I took the test, uploaded to GEDMatch and discovered that we did match on two segments. Unfortunately, the other descendant chose not to upload to GEDMatch so we couldn’t see if we matched on the same segments. I moved on to other research projects, but occasionally thought about revisiting the case of Rachel and Benjamin Cox.
When Ancestry DNA introduced the new tool, Thrulines, I did some exploring and saw that there were multiple descendants of Benjamin and Rachel Cox who supposedly matched my DNA. I decided it was time to put the Research Like a Pro method to the test and use it along with DNA to finally prove or disprove my hypothesis.
Step 3: Write a research objective
A research objective serves to focus your research. It includes key identifiers for the individuals researched and guides the research. In this case, I’ve done a lot of traditional research and will be analyzing the evidence I’ve accumulated as well as the DNA evidence.

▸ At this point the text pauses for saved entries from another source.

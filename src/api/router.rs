use axum::Router;
use tower_http::cors::CorsLayer;
use tower_http::trace::TraceLayer;

use super::handlers;
use super::types::AppState;

pub fn router(state: AppState) -> Router {
    Router::new()
        .merge(handlers::core::routes())
        .merge(handlers::teachers::routes())
        .merge(handlers::fees::routes())
        .merge(handlers::attendance::routes())
        .merge(handlers::dashboard::routes())
        .fallback(handlers::core::handle_not_found)
        .layer(CorsLayer::permissive())
        .layer(TraceLayer::new_for_http())
        .with_state(state)
}
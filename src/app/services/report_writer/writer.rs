//! Report line formatting and file writing

use std::path::Path;
use tracing::info;

use super::value::ReportValue;
use crate::app::services::survey_stats::numeric::round_to;
use crate::constants::{NOT_APPLICABLE, REPORT_DECIMALS};
use crate::{Error, Result};

/// Format the two report lines for the given survey figures
///
/// The mean renders with one decimal place and a "mm" suffix, the
/// percentage with one decimal place and a "%" suffix. A value that fails
/// numeric coercion renders as "N/A" without a suffix. Rounding is half
/// away from zero, applied before formatting.
pub fn format_report_lines(
    average: &ReportValue,
    percentage: &ReportValue,
    species: &str,
    island: &str,
) -> [String; 2] {
    let average_line = match average.as_f64() {
        Some(value) => format!(
            "Average {} flipper length: {:.1} mm",
            species,
            round_to(value, REPORT_DECIMALS)
        ),
        None => format!("Average {} flipper length: {}", species, NOT_APPLICABLE),
    };

    let percentage_line = match percentage.as_f64() {
        Some(value) => format!(
            "Percent above average on {}: {:.1}%",
            island,
            round_to(value, REPORT_DECIMALS)
        ),
        None => format!("Percent above average on {}: {}", island, NOT_APPLICABLE),
    };

    [average_line, percentage_line]
}

/// Write the two-line survey report, overwriting any existing file
///
/// The report is exactly two newline-terminated lines. There is no append
/// mode and no backup of a previous report.
pub fn write_report(
    average: &ReportValue,
    percentage: &ReportValue,
    species: &str,
    island: &str,
    report_path: &Path,
) -> Result<()> {
    let [average_line, percentage_line] = format_report_lines(average, percentage, species, island);
    let content = format!("{average_line}\n{percentage_line}\n");

    std::fs::write(report_path, content).map_err(|e| {
        Error::report_writing(
            report_path.display().to_string(),
            "Failed to write report file",
            e,
        )
    })?;

    info!("Report written to {}", report_path.display());
    Ok(())
}
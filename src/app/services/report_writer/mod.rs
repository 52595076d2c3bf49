//! Text report writer for survey results
//!
//! Formats the two computed survey figures into the fixed two-line report
//! and writes it to disk, overwriting any previous report.
//!
//! ## Architecture
//!
//! - [`value`] - Numeric-or-textual report inputs and their coercion
//! - [`writer`] - Line formatting and the file write
//!
//! Report inputs degrade gracefully: a value that cannot be coerced to a
//! number renders as "N/A" on its line instead of failing the write.

pub mod value;
pub mod writer;

#[cfg(test)]
pub mod tests;

// Re-export main types for easy access
pub use value::ReportValue;
pub use writer::{format_report_lines, write_report};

The objective of this research project is to prove Benjamin Cox as the father of Rachel Cox through DNA evidence and traditional genealogy research. Benjamin Cox was born about 1791 in Ohio and died between 1870 and 1880 in Bell County, Texas. Rachel Cox was born about 1828 in Indiana and died between 1870 and 1880 in Falls County, Texas. Rachel married Hickman Monroe Shults on 4 July 1848 in Navarro County, Texas.
I’m excited to move forward with this project. I’m not going to hop around in my DNA results anymore, instead I’m going to focus on this objective and see if I can make progress on this brick wall! Stay tuned as I write about each step in my project.
Best of luck in all your genealogical endeavors!